# Task to carry out:
Filter the records down to the lines that hold the word "yields", and copy each of those lines.

# Data:
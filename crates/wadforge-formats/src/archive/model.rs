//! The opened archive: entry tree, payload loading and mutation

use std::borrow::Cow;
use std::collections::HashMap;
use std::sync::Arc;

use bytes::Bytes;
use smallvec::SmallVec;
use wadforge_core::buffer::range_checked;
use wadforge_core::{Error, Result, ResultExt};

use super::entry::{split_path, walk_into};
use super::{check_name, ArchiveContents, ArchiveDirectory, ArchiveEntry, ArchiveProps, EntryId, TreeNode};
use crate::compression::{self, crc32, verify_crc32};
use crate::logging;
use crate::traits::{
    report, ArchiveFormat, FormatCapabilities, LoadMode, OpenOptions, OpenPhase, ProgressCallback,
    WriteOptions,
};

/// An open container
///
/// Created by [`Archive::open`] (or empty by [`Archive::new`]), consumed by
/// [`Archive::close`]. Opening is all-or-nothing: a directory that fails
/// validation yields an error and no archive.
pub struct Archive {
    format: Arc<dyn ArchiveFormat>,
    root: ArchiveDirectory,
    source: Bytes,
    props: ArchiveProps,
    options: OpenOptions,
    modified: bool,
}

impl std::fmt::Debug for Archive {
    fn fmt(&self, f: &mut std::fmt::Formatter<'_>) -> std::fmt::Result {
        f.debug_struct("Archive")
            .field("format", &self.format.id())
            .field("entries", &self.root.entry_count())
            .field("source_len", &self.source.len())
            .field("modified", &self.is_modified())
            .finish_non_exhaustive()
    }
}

* * *

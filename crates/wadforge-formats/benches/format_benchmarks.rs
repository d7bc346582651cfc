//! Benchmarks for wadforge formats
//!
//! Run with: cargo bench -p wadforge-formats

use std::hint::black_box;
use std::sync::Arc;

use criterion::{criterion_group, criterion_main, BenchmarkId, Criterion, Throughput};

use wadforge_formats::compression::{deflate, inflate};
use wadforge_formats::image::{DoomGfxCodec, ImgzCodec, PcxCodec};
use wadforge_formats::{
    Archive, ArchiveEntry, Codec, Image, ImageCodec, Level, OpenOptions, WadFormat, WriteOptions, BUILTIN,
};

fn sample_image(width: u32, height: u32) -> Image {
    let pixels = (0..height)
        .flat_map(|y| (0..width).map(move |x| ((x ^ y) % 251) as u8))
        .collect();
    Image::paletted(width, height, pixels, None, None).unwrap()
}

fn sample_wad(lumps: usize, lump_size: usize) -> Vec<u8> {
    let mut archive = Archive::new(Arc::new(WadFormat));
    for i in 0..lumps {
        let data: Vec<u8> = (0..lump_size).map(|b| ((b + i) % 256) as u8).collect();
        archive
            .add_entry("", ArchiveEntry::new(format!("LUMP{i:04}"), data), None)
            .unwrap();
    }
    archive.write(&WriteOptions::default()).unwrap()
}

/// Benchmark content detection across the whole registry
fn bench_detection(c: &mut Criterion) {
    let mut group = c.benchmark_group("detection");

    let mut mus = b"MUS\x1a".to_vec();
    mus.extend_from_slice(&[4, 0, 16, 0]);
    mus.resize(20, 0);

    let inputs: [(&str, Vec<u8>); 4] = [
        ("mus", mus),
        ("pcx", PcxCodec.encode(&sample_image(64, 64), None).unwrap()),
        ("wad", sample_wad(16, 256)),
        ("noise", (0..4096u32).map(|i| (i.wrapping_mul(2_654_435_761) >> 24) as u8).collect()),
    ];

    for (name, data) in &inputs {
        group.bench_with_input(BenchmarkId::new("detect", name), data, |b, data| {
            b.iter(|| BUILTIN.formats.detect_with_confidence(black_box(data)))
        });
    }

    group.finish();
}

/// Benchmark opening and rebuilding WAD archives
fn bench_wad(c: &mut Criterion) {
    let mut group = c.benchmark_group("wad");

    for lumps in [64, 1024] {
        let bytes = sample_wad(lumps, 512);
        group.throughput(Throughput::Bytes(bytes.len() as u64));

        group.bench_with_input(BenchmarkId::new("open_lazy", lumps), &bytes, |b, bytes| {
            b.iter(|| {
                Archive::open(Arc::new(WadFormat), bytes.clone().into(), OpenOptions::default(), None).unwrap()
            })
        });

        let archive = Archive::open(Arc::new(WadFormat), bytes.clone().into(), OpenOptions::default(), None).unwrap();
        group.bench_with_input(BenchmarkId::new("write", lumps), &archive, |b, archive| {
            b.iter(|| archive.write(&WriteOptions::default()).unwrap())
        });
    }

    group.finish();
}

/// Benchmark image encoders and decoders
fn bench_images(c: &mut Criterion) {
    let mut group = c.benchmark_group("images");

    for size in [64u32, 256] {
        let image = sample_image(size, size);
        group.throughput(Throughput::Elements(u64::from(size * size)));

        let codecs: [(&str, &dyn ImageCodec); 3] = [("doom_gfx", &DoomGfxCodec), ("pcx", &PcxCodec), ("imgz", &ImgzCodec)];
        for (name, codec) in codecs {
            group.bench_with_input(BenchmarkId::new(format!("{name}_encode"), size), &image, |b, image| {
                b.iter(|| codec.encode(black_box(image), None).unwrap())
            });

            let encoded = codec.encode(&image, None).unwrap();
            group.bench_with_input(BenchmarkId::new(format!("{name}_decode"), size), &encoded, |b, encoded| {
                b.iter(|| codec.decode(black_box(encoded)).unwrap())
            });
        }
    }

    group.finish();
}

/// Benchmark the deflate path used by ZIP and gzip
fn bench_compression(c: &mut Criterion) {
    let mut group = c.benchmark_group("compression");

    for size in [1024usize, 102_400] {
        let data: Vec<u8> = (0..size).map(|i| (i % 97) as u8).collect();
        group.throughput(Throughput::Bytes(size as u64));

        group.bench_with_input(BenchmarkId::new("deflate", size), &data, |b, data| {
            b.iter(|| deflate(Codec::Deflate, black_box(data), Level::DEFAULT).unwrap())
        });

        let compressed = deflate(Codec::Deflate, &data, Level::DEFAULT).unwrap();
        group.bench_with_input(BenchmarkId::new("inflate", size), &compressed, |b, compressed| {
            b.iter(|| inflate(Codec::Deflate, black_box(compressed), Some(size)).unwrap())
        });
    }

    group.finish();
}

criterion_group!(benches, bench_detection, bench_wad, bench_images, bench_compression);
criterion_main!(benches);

==

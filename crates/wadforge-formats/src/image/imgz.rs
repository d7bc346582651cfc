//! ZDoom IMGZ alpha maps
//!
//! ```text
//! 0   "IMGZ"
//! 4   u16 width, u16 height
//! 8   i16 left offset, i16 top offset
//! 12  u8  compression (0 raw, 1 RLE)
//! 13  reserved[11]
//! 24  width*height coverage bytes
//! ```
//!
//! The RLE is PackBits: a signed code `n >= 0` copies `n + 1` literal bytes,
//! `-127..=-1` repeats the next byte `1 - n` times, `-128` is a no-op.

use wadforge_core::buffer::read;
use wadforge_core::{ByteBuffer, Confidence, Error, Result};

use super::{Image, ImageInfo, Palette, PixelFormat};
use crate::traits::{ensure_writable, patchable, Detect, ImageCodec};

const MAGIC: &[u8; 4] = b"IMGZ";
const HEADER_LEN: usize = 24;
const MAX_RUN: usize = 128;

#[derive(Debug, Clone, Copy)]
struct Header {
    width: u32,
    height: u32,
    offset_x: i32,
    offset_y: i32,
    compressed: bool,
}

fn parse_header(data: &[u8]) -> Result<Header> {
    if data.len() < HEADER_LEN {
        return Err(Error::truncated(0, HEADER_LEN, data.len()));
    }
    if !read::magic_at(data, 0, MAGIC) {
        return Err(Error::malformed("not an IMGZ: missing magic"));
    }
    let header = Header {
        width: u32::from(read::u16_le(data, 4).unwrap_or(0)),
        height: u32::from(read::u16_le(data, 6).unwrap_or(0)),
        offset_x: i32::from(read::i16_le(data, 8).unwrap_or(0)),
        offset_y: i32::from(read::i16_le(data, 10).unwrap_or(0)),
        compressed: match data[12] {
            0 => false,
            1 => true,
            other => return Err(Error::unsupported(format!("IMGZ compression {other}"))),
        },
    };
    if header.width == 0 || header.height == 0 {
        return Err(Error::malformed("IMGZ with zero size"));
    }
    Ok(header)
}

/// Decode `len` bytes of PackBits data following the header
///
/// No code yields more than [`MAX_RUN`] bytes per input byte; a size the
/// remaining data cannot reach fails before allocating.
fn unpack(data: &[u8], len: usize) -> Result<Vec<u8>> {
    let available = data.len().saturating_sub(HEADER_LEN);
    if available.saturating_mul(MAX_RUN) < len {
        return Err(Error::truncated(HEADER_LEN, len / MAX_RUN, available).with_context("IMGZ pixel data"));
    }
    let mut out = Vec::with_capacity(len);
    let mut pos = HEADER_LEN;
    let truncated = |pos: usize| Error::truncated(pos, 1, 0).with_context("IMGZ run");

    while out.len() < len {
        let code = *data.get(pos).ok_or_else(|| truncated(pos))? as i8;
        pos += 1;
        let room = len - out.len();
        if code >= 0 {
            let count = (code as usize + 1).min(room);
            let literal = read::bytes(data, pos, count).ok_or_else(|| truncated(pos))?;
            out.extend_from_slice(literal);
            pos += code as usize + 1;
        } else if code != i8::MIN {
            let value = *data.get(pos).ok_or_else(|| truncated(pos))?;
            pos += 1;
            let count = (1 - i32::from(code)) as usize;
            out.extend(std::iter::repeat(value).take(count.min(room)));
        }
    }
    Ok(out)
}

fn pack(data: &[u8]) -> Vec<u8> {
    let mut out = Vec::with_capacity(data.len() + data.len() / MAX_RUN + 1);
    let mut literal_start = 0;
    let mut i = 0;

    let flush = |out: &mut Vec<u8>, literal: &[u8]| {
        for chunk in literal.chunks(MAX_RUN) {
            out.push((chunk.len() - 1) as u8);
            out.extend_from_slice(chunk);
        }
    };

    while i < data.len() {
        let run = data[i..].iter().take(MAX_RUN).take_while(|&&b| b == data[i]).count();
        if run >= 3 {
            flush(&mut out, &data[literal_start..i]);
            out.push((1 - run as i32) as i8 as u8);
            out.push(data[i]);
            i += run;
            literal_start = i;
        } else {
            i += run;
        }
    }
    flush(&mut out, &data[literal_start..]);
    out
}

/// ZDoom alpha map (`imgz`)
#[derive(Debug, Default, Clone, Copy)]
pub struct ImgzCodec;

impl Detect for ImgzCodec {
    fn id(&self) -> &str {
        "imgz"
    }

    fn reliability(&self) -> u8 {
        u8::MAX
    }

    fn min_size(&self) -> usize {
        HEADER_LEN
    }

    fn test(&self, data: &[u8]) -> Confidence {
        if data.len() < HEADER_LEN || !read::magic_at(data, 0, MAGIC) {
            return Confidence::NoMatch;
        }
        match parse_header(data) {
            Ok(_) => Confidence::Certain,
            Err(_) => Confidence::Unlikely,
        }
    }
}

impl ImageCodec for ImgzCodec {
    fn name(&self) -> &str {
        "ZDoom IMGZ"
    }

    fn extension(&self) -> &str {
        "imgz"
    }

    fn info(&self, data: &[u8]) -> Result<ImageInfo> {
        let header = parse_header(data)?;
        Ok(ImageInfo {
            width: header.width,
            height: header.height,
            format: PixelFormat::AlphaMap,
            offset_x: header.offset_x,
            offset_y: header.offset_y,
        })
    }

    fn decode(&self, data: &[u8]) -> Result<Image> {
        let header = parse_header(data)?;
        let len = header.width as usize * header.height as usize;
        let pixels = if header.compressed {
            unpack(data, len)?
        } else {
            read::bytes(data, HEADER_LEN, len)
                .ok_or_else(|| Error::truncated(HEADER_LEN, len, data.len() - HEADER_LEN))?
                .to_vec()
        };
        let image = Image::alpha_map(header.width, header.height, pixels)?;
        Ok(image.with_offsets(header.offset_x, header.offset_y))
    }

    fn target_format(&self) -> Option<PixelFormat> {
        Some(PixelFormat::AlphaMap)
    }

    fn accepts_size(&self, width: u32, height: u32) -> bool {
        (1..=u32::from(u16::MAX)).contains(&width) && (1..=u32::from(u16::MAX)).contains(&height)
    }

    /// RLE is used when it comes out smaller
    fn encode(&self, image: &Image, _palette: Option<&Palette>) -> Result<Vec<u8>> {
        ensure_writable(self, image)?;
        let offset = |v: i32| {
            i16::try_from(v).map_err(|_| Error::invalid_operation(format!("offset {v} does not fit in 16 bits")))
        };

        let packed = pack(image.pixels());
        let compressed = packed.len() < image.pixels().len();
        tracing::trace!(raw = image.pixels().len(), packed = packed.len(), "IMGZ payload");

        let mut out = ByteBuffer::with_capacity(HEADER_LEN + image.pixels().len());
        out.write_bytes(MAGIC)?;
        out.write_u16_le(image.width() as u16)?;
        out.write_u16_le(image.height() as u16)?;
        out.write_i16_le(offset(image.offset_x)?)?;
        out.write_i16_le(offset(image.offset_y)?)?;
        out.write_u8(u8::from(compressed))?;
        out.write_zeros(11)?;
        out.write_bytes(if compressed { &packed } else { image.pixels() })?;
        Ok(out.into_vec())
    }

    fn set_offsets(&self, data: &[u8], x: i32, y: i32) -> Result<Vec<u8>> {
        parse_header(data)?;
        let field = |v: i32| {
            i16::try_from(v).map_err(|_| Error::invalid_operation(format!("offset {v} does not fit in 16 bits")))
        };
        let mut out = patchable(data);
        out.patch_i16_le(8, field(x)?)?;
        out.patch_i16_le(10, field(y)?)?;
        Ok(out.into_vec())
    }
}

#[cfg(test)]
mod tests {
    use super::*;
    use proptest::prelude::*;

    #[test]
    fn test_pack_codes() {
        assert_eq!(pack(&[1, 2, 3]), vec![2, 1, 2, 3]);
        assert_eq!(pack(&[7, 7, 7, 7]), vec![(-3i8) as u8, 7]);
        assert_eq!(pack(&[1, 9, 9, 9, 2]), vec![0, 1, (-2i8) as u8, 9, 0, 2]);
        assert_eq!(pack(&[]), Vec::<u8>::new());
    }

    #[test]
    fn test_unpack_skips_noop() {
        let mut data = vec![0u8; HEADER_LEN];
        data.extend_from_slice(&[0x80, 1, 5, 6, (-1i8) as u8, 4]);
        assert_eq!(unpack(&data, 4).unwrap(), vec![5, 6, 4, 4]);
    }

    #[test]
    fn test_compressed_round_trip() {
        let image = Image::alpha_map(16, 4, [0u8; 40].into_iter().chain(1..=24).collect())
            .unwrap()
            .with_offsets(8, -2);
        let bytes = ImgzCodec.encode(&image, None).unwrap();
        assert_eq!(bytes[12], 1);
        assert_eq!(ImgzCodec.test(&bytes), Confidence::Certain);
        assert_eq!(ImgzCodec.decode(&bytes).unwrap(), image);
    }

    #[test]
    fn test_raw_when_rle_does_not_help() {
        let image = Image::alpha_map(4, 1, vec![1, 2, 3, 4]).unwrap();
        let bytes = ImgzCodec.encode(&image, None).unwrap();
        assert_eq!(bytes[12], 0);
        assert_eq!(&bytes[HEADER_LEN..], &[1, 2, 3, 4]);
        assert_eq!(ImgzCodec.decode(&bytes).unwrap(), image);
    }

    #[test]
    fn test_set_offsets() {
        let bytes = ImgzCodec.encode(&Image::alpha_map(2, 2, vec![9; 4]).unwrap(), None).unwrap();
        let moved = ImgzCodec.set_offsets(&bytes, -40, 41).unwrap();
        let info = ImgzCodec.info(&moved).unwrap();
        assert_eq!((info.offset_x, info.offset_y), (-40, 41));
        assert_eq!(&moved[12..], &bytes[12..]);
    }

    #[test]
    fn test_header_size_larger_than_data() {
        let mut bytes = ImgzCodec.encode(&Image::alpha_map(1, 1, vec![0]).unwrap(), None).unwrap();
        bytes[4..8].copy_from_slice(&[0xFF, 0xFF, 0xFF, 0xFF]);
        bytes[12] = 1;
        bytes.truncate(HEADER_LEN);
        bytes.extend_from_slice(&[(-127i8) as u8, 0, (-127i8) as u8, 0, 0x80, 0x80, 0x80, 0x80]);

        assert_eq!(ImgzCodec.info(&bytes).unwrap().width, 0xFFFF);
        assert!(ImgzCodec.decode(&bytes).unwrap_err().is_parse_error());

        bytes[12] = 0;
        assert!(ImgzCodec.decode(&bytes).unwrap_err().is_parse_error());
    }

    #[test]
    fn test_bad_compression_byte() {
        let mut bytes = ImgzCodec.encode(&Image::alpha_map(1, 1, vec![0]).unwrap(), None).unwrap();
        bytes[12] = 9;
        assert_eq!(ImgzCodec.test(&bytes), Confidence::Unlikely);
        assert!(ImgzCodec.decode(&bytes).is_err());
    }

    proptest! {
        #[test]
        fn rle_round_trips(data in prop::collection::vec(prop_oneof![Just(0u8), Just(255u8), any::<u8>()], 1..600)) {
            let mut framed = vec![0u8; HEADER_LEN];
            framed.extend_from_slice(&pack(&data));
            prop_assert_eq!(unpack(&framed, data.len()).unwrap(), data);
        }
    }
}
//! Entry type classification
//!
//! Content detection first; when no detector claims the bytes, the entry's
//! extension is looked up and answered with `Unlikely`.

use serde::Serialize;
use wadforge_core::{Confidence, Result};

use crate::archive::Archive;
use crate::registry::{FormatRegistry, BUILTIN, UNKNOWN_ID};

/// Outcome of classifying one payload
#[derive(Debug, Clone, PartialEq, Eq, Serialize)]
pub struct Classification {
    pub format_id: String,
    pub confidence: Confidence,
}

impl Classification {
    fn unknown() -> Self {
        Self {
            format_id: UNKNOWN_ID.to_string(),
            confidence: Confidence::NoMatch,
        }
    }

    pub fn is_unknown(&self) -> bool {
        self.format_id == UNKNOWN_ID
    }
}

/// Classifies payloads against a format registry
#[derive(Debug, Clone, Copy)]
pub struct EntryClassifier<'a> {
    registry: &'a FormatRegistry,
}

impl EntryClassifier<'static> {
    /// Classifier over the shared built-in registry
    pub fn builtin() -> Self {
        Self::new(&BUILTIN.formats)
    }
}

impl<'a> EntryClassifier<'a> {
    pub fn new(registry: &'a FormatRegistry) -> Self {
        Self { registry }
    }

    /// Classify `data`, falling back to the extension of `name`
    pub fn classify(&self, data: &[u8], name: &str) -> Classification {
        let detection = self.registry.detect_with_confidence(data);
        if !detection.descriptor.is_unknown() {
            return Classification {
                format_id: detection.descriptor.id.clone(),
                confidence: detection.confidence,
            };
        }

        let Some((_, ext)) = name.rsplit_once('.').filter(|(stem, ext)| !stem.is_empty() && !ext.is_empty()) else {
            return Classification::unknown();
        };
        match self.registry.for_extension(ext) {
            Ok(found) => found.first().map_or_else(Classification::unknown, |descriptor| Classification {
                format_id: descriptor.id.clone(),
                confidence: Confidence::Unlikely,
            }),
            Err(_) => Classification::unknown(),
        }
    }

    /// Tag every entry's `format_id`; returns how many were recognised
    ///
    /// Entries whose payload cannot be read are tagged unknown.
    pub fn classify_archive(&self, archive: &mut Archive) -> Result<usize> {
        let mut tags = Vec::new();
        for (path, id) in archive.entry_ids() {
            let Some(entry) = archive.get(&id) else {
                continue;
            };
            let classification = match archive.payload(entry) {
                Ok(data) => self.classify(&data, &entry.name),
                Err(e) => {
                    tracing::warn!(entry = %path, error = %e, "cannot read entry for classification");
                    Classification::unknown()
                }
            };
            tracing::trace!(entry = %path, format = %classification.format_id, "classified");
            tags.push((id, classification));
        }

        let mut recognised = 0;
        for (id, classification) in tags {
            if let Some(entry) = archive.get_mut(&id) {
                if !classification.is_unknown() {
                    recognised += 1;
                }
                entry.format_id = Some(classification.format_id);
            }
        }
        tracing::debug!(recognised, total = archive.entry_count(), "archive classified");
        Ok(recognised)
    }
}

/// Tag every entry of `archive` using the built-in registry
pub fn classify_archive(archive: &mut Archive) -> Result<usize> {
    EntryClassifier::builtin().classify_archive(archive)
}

# Exercise solution:
/// validation yields an error and no archive.
/// No code yields more than [`MAX_RUN`] bytes per input byte; a size the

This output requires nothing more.